TRY IT: Restate the records in full, so that each line matches the original exactly.

ENTRIES SHOWN:
== Segment start ==

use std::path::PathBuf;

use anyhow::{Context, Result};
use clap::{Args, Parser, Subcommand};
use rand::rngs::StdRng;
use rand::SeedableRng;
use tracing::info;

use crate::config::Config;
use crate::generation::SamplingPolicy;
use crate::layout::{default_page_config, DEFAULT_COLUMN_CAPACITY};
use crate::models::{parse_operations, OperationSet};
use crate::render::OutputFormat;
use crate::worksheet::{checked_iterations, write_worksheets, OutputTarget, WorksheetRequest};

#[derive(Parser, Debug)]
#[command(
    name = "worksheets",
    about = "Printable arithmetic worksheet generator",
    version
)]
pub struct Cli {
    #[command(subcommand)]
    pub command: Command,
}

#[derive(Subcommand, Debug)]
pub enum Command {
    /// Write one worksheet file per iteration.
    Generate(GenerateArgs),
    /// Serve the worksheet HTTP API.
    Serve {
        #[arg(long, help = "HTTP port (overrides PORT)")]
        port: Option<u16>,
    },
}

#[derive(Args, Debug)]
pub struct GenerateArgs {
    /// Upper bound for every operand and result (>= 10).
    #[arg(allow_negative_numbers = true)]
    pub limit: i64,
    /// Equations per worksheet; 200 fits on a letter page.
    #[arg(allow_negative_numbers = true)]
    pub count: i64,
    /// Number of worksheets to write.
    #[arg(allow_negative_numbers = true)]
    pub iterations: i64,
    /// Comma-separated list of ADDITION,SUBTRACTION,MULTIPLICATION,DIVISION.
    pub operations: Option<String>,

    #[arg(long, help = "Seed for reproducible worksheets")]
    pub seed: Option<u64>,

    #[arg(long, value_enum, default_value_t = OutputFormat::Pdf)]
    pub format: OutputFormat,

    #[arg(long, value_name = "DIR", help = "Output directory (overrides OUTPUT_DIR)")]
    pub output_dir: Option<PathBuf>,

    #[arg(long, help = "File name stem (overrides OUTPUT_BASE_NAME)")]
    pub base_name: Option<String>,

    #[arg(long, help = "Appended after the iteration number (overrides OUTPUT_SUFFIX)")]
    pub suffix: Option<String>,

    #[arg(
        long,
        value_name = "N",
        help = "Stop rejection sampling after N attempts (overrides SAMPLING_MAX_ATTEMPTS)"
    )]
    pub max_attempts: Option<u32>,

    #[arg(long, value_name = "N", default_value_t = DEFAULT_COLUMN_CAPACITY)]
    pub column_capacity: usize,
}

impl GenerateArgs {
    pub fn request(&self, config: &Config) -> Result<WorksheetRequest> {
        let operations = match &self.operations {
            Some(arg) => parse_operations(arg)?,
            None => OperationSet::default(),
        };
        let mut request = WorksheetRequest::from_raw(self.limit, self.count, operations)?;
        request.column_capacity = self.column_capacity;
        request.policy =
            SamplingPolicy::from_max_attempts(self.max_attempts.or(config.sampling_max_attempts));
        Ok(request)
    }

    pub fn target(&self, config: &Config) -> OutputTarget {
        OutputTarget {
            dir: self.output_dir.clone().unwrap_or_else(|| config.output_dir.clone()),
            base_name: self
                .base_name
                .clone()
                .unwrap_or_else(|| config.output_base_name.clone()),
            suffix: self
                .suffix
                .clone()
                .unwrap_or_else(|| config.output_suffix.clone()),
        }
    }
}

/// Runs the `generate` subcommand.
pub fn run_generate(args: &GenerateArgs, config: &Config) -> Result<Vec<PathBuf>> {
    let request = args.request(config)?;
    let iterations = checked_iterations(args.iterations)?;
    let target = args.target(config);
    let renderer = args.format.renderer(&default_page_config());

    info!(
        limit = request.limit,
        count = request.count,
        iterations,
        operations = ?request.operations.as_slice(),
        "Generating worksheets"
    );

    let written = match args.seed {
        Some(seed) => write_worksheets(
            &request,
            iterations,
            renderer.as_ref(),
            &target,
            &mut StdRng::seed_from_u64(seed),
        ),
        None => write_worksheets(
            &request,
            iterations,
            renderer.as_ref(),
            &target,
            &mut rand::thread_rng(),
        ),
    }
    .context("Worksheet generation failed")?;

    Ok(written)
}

== Segment end ==

EXPECTED ANSWER:
use std::path::PathBuf;

use anyhow::{Context, Result};
use clap::{Args, Parser, Subcommand};
use rand::rngs::StdRng;
use rand::SeedableRng;
use tracing::info;

use crate::config::Config;
use crate::generation::SamplingPolicy;
use crate::layout::{default_page_config, DEFAULT_COLUMN_CAPACITY};
use crate::models::{parse_operations, OperationSet};
use crate::render::OutputFormat;
use crate::worksheet::{checked_iterations, write_worksheets, OutputTarget, WorksheetRequest};

#[derive(Parser, Debug)]
#[command(
    name = "worksheets",
    about = "Printable arithmetic worksheet generator",
    version
)]
pub struct Cli {
    #[command(subcommand)]
    pub command: Command,
}

#[derive(Subcommand, Debug)]
pub enum Command {
    /// Write one worksheet file per iteration.
    Generate(GenerateArgs),
    /// Serve the worksheet HTTP API.
    Serve {
        #[arg(long, help = "HTTP port (overrides PORT)")]
        port: Option<u16>,
    },
}

#[derive(Args, Debug)]
pub struct GenerateArgs {
    /// Upper bound for every operand and result (>= 10).
    #[arg(allow_negative_numbers = true)]
    pub limit: i64,
    /// Equations per worksheet; 200 fits on a letter page.
    #[arg(allow_negative_numbers = true)]
    pub count: i64,
    /// Number of worksheets to write.
    #[arg(allow_negative_numbers = true)]
    pub iterations: i64,
    /// Comma-separated list of ADDITION,SUBTRACTION,MULTIPLICATION,DIVISION.
    pub operations: Option<String>,

    #[arg(long, help = "Seed for reproducible worksheets")]
    pub seed: Option<u64>,

    #[arg(long, value_enum, default_value_t = OutputFormat::Pdf)]
    pub format: OutputFormat,

    #[arg(long, value_name = "DIR", help = "Output directory (overrides OUTPUT_DIR)")]
    pub output_dir: Option<PathBuf>,

    #[arg(long, help = "File name stem (overrides OUTPUT_BASE_NAME)")]
    pub base_name: Option<String>,

    #[arg(long, help = "Appended after the iteration number (overrides OUTPUT_SUFFIX)")]
    pub suffix: Option<String>,

    #[arg(
        long,
        value_name = "N",
        help = "Stop rejection sampling after N attempts (overrides SAMPLING_MAX_ATTEMPTS)"
    )]
    pub max_attempts: Option<u32>,

    #[arg(long, value_name = "N", default_value_t = DEFAULT_COLUMN_CAPACITY)]
    pub column_capacity: usize,
}

impl GenerateArgs {
    pub fn request(&self, config: &Config) -> Result<WorksheetRequest> {
        let operations = match &self.operations {
            Some(arg) => parse_operations(arg)?,
            None => OperationSet::default(),
        };
        let mut request = WorksheetRequest::from_raw(self.limit, self.count, operations)?;
        request.column_capacity = self.column_capacity;
        request.policy =
            SamplingPolicy::from_max_attempts(self.max_attempts.or(config.sampling_max_attempts));
        Ok(request)
    }

    pub fn target(&self, config: &Config) -> OutputTarget {
        OutputTarget {
            dir: self.output_dir.clone().unwrap_or_else(|| config.output_dir.clone()),
            base_name: self
                .base_name
                .clone()
                .unwrap_or_else(|| config.output_base_name.clone()),
            suffix: self
                .suffix
                .clone()
                .unwrap_or_else(|| config.output_suffix.clone()),
        }
    }
}

/// Runs the `generate` subcommand.
pub fn run_generate(args: &GenerateArgs, config: &Config) -> Result<Vec<PathBuf>> {
    let request = args.request(config)?;
    let iterations = checked_iterations(args.iterations)?;
    let target = args.target(config);
    let renderer = args.format.renderer(&default_page_config());

    info!(
        limit = request.limit,
        count = request.count,
        iterations,
        operations = ?request.operations.as_slice(),
        "Generating worksheets"
    );

    let written = match args.seed {
        Some(seed) => write_worksheets(
            &request,
            iterations,
            renderer.as_ref(),
            &target,
            &mut StdRng::seed_from_u64(seed),
        ),
        None => write_worksheets(
            &request,
            iterations,
            renderer.as_ref(),
            &target,
            &mut rand::thread_rng(),
        ),
    }
    .context("Worksheet generation failed")?;

    Ok(written)
}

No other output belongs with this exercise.